C'est un tas de feuilles. Et toujours, je pense qu'elles sont mortes. Et j'imagine un parc vide. Il ne fait pas beau, c'est bientôt le soir, l'équinoxe est passé. Dans la pelouse, l'herbe rivalise avec la mousse. Un arbre se dénude sous les mots doux qu'une brise lui souffle. Une allée de gravier se désole -l'on ignore de quoi, et chacun des ses cailloux couleur crème sont autant de petites larmes à perler. Pourquoi faudrait-il qu'elles soient rondes, et lisses et luisantes ? Elles ne le sont pas, l'allée de gravier en souffre davantage encore, et son flot de larmes semble infini. Au loin, près de balançoires qui se bercent au chant discret des derniers oiseaux, ceux qui n'ont pas encore migrés, ce tas de feuilles mortes. Du blanc, du gris, du crème. Cet amoncelement de rouge, d'orangé, d'ocre.
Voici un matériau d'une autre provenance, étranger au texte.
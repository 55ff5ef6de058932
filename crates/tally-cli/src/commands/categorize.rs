//! Categorization command implementations

use std::fs::{self, File};
use std::io::BufWriter;
use std::path::{Path, PathBuf};

use anyhow::{Context, Result};
use chrono::Local;
use tally_core::{
    ai::AIClient,
    categorize::CategorizeSummary,
    import::{account_from_filename, parse_statement, write_categorized, write_rule_misses},
};

use super::{build_categorizer, Paths};

/// Import a statement, categorize it and write the results
pub async fn cmd_categorize(
    paths: &Paths,
    file: &Path,
    output: Option<&Path>,
    account: Option<String>,
    ai: Option<AIClient>,
) -> Result<()> {
    let categorizer = build_categorizer(paths, ai).await?;

    let account = account.or_else(|| account_from_filename(file));

    println!("📥 Reading {}...", file.display());
    let csv_file =
        File::open(file).with_context(|| format!("Failed to open file: {}", file.display()))?;
    let mut transactions = parse_statement(csv_file, account.as_deref())
        .with_context(|| format!("Failed to parse statement: {}", file.display()))?;
    println!("   Found {} transactions", transactions.len());

    println!();
    println!("🏷️  Categorizing...");
    let summary = categorizer.categorize_table(&mut transactions).await?;
    print_summary(&summary);

    let output = output
        .map(Path::to_path_buf)
        .unwrap_or_else(|| default_output_path(file));
    ensure_parent(&output)?;
    let out_file = File::create(&output)
        .with_context(|| format!("Failed to create output: {}", output.display()))?;
    write_categorized(BufWriter::new(out_file), &transactions)?;

    println!();
    println!("✅ Wrote {}", output.display());

    let misses = categorizer.rule_misses(&transactions);
    if !misses.is_empty() {
        let report = rule_miss_path(&output, &Local::now().format("%Y%m%d_%H%M%S").to_string());
        let report_file = File::create(&report)
            .with_context(|| format!("Failed to create report: {}", report.display()))?;
        write_rule_misses(BufWriter::new(report_file), &misses)?;

        println!();
        println!(
            "🚨 {} rows matched no keyword rule. See {}",
            misses.len(),
            report.display()
        );
        println!(
            "   Add the missing vendors to {} to categorize them locally",
            paths.rules.display()
        );
    }

    Ok(())
}

/// Categorize one description and print the decision
pub async fn cmd_classify(paths: &Paths, description: &str, ai: Option<AIClient>) -> Result<()> {
    let categorizer = build_categorizer(paths, ai).await?;

    match categorizer.categorize(description).await? {
        Some(hit) => {
            println!("Category: {}", hit.category);
            println!("Vendor:   {}", hit.vendor);
            println!("Tier:     {}", hit.tier);
        }
        None => {
            println!("No rule matched \"{}\"", description);
            println!("Remote classifier disabled; the row would stay uncategorized");
        }
    }

    Ok(())
}

fn print_summary(summary: &CategorizeSummary) {
    if summary.skipped > 0 {
        println!("   Already categorized: {}", summary.skipped);
    }
    println!("   By exact rule: {}", summary.exact);
    println!("   By fuzzy rule: {}", summary.fuzzy);
    if summary.external() > 0 {
        println!(
            "   By remote classifier: {} ({} cached)",
            summary.external(),
            summary.cache_hits
        );
        if summary.malformed > 0 {
            println!("   - Malformed answers (fallback used): {}", summary.malformed);
        }
        if summary.oversized > 0 {
            println!("   - Too long to send (fallback used): {}", summary.oversized);
        }
    }
    if summary.uncategorized > 0 {
        println!("   Uncategorized: {}", summary.uncategorized);
    }
}

/// `<stem>_categorized.csv` next to the input
pub fn default_output_path(input: &Path) -> PathBuf {
    let stem = input
        .file_stem()
        .map(|s| s.to_string_lossy().into_owned())
        .unwrap_or_else(|| "statement".to_string());
    input.with_file_name(format!("{}_categorized.csv", stem))
}

/// `uncategorized_<timestamp>.csv` in the output's directory
pub fn rule_miss_path(output: &Path, timestamp: &str) -> PathBuf {
    output.with_file_name(format!("uncategorized_{}.csv", timestamp))
}

fn ensure_parent(path: &Path) -> Result<()> {
    if let Some(parent) = path.parent() {
        if !parent.as_os_str().is_empty() {
            fs::create_dir_all(parent)
                .with_context(|| format!("Failed to create directory: {}", parent.display()))?;
        }
    }
    Ok(())
}
//! Classifier configuration
//!
//! Settings for the remote classifier, fuzzy threshold and retry policy.
//!
//! ## Configuration Resolution
//!
//! 1. An explicit path (`--config`), which must exist
//! 2. Override in data dir (~/.local/share/tally/config/classifier.toml)
//! 3. Embedded defaults (compiled into binary)
//!
//! Keys missing from an override keep their default values.

use std::fs;
use std::path::{Path, PathBuf};
use std::time::Duration;

use serde::Deserialize;
use tracing::{debug, warn};

use crate::error::{Error, Result};
use crate::fuzzy::DEFAULT_THRESHOLD;
use crate::retry::RetryPolicy;

/// Embedded default config (compiled into binary)
const DEFAULT_CONFIG: &str = include_str!("../../../config/classifier.toml");

/// Remote model call parameters
#[derive(Debug, Clone, PartialEq)]
pub struct ModelSettings {
    pub temperature: f32,
    pub max_tokens: u32,
    pub timeout: Duration,
}

impl Default for ModelSettings {
    fn default() -> Self {
        Self {
            temperature: 0.0,
            max_tokens: 8,
            timeout: Duration::from_secs(30),
        }
    }
}

/// What the remote classifier may answer and how input is guarded
#[derive(Debug, Clone, PartialEq)]
pub struct ClassificationSettings {
    /// Closed category list embedded in the prompt
    pub categories: Vec<String>,
    pub fallback_category: String,
    pub batch_size: usize,
    /// Whitespace-token limit above which the remote call is skipped
    pub max_input_tokens: usize,
}

impl Default for ClassificationSettings {
    fn default() -> Self {
        Self {
            categories: [
                "Groceries",
                "Dining",
                "Fuel",
                "Utilities",
                "Subscriptions",
                "Insurance",
                "Shopping",
                "Entertainment",
                "Medical",
                "Transportation",
                "Services",
                "Credit Card",
                "Rent",
                "Car Payment",
                "Income",
                "Refund",
            ]
            .iter()
            .map(|s| s.to_string())
            .collect(),
            fallback_category: "Services".to_string(),
            batch_size: 50,
            max_input_tokens: 9000,
        }
    }
}

#[derive(Debug, Clone, PartialEq)]
pub struct ClassifierConfig {
    pub model: ModelSettings,
    pub classification: ClassificationSettings,
    /// Minimum fuzzy score (0-100)
    pub fuzzy_threshold: u8,
    pub retry: RetryPolicy,
}

impl Default for ClassifierConfig {
    fn default() -> Self {
        Self {
            model: ModelSettings::default(),
            classification: ClassificationSettings::default(),
            fuzzy_threshold: DEFAULT_THRESHOLD,
            retry: RetryPolicy::default(),
        }
    }
}

impl ClassifierConfig {
    /// Load from the default override location, or the embedded defaults
    pub fn load() -> Result<Self> {
        Self::load_from(None)
    }

    /// Load from an explicit path if given, else the default resolution
    pub fn load_from(path: Option<&Path>) -> Result<Self> {
        if let Some(path) = path {
            return Self::read_file(path);
        }
        if let Some(default_path) = default_config_path() {
            if default_path.exists() {
                return Self::read_file(&default_path);
            }
        }
        Self::embedded()
    }

    /// The embedded defaults
    pub fn embedded() -> Result<Self> {
        Self::from_toml_str(DEFAULT_CONFIG)
    }

    fn read_file(path: &Path) -> Result<Self> {
        let content = fs::read_to_string(path).map_err(|e| {
            Error::Config(format!(
                "Failed to read classifier config {}: {}",
                path.display(),
                e
            ))
        })?;
        debug!(path = %path.display(), "Loading classifier config override");
        Self::from_toml_str(&content)
    }

    /// Parse TOML, layering present keys over the defaults
    pub fn from_toml_str(content: &str) -> Result<Self> {
        let raw: RawConfig = toml::from_str(content)
            .map_err(|e| Error::Config(format!("Invalid classifier config TOML: {}", e)))?;

        let mut config = Self::default();

        if let Some(model) = raw.model {
            if let Some(temperature) = model.temperature {
                config.model.temperature = temperature;
            }
            if let Some(max_tokens) = model.max_tokens {
                config.model.max_tokens = max_tokens;
            }
            if let Some(timeout) = model.timeout_secs {
                config.model.timeout = Duration::from_secs(timeout);
            }
        }

        if let Some(classification) = raw.classification {
            if let Some(categories) = classification.categories {
                config.classification.categories = categories;
            }
            if let Some(fallback) = classification.fallback_category {
                config.classification.fallback_category = fallback;
            }
            if let Some(batch_size) = classification.batch_size {
                config.classification.batch_size = batch_size;
            }
            if let Some(max_input_tokens) = classification.max_input_tokens {
                config.classification.max_input_tokens = max_input_tokens;
            }
        }

        if let Some(threshold) = raw.rules.and_then(|r| r.fuzzy_threshold) {
            config.fuzzy_threshold = threshold;
        }

        if let Some(retry) = raw.retry {
            if let Some(ms) = retry.initial_delay_ms {
                config.retry.initial_delay = Duration::from_millis(ms);
            }
            if let Some(multiplier) = retry.multiplier {
                config.retry.multiplier = multiplier;
            }
            if let Some(secs) = retry.max_delay_secs {
                config.retry.max_delay = Duration::from_secs(secs);
            }
            if let Some(secs) = retry.max_elapsed_secs {
                config.retry.max_elapsed = Duration::from_secs(secs);
            }
            if retry.max_attempts.is_some() {
                config.retry.max_attempts = retry.max_attempts;
            }
        }

        config.validate()?;
        Ok(config)
    }

    fn validate(&self) -> Result<()> {
        let c = &self.classification;
        if c.categories.iter().all(|s| s.trim().is_empty()) {
            return Err(Error::Config("classification.categories is empty".into()));
        }
        if c.fallback_category.trim().is_empty() {
            return Err(Error::Config(
                "classification.fallback_category is empty".into(),
            ));
        }
        if !c.categories.contains(&c.fallback_category) {
            warn!(
                fallback = %c.fallback_category,
                "Fallback category is not in the allowed category list"
            );
        }
        if c.batch_size == 0 {
            return Err(Error::Config("classification.batch_size must be >= 1".into()));
        }
        if self.fuzzy_threshold > 100 {
            return Err(Error::Config(format!(
                "rules.fuzzy_threshold must be 0-100, got {}",
                self.fuzzy_threshold
            )));
        }
        if self.retry.multiplier.is_nan() || self.retry.multiplier < 1.0 {
            return Err(Error::Config(format!(
                "retry.multiplier must be >= 1.0, got {}",
                self.retry.multiplier
            )));
        }
        if self.retry.max_attempts == Some(0) {
            return Err(Error::Config("retry.max_attempts must be >= 1".into()));
        }
        Ok(())
    }
}

/// Default config override path
pub fn default_config_path() -> Option<PathBuf> {
    dirs::data_local_dir().map(|d| d.join("tally").join("config").join("classifier.toml"))
}

/// Raw config structure for TOML parsing
#[derive(Debug, Deserialize)]
#[serde(deny_unknown_fields)]
struct RawConfig {
    model: Option<RawModel>,
    classification: Option<RawClassification>,
    rules: Option<RawRules>,
    retry: Option<RawRetry>,
}

#[derive(Debug, Deserialize)]
struct RawModel {
    temperature: Option<f32>,
    max_tokens: Option<u32>,
    timeout_secs: Option<u64>,
}

#[derive(Debug, Deserialize)]
struct RawClassification {
    categories: Option<Vec<String>>,
    fallback_category: Option<String>,
    batch_size: Option<usize>,
    max_input_tokens: Option<usize>,
}

#[derive(Debug, Deserialize)]
struct RawRules {
    fuzzy_threshold: Option<u8>,
}

#[derive(Debug, Deserialize)]
struct RawRetry {
    initial_delay_ms: Option<u64>,
    multiplier: Option<f64>,
    max_delay_secs: Option<u64>,
    max_elapsed_secs: Option<u64>,
    max_attempts: Option<u32>,
}
//! Ollama backend implementation
//!
//! HTTP client for the Ollama generate API.

use std::time::Duration;

use async_trait::async_trait;
use reqwest::Client;
use serde::{Deserialize, Serialize};
use tracing::debug;

use crate::error::{Error, Result};

use super::{http_client, AIBackend, GenerationParams, DEFAULT_TIMEOUT};

/// Ollama backend
#[derive(Clone)]
pub struct OllamaBackend {
    http_client: Client,
    base_url: String,
    model: String,
}

impl OllamaBackend {
    /// Create a new Ollama backend
    pub fn new(base_url: &str, model: &str) -> Self {
        Self {
            http_client: http_client(DEFAULT_TIMEOUT),
            base_url: base_url.trim_end_matches('/').to_string(),
            model: model.to_string(),
        }
    }

    /// Create a new instance with a different request timeout
    pub fn with_timeout(&self, timeout: Duration) -> Self {
        Self {
            http_client: http_client(timeout),
            ..self.clone()
        }
    }

    /// Create from environment variables
    pub fn from_env() -> Option<Self> {
        let host = std::env::var("OLLAMA_HOST").ok()?;
        let model = std::env::var("OLLAMA_MODEL").unwrap_or_else(|_| "llama3.2".to_string());
        Some(Self::new(&host, &model))
    }
}

/// Request to Ollama API
#[derive(Debug, Serialize)]
struct OllamaRequest {
    model: String,
    prompt: String,
    stream: bool,
    options: OllamaOptions,
}

#[derive(Debug, Serialize)]
struct OllamaOptions {
    temperature: f32,
    num_predict: u32,
}

/// Response from Ollama API
#[derive(Debug, Deserialize)]
struct OllamaResponse {
    response: String,
}

#[async_trait]
impl AIBackend for OllamaBackend {
    async fn complete(&self, prompt: &str, params: &GenerationParams) -> Result<String> {
        let request = OllamaRequest {
            model: self.model.clone(),
            prompt: prompt.to_string(),
            stream: false,
            options: OllamaOptions {
                temperature: params.temperature,
                num_predict: params.max_tokens,
            },
        };

        let response = self
            .http_client
            .post(format!("{}/api/generate", self.base_url))
            .json(&request)
            .send()
            .await?;

        if !response.status().is_success() {
            let status = response.status().as_u16();
            let body = response.text().await.unwrap_or_default();
            return Err(Error::from_status(status, body));
        }

        let result: OllamaResponse = response.json().await?;
        debug!(model = %self.model, "Ollama response: {}", result.response);
        Ok(result.response)
    }

    async fn health_check(&self) -> bool {
        match self
            .http_client
            .get(format!("{}/api/tags", self.base_url))
            .send()
            .await
        {
            Ok(resp) => resp.status().is_success(),
            Err(_) => false,
        }
    }

    fn model(&self) -> &str {
        &self.model
    }

    fn host(&self) -> &str {
        &self.base_url
    }
}
mod builder;
mod error;
mod sampler;
mod types;

pub use builder::{build_trajectory, PropagationSettings};
pub use error::TrajectoryError;
pub use sampler::TrajectorySampler;
pub use types::{GeodeticPoint, Trajectory};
C'est un tas de feuillets. De temps en temps, un bout de brouillon glisse entre mes doigts, le premier qui me vient. Je trouve toujours très vite, parce que mon chez-moi est un vrai fatras de papiers. Parfois, c'est sur mon bureau, en cours, dans ma trousse des petites notes, des feuilles. J'ai quelque part ma liste de jolis mots. Ailleurs, trois vers qui sonnent très faux. Là, une phrase capturée en vol, qui me plaisait. Lorsque je me pose, de temps en temps, j'essaie de retrouver ces bouts d'âme, ces bouts de filligranes, ces quelques traces d'encre. J'en trouve un, qui a volé entre deux pages d'un livre, et je me décide à une petite chasse. Certaines fois, ce sont six; d'autre, dix. Et je les fourre pêle-mêle dans une pochette qui commence sérieusement à s'abîmer. C'est un tas de feuillets.
Des pensées, des images, des idées. Sur le tas, je les ai couchées.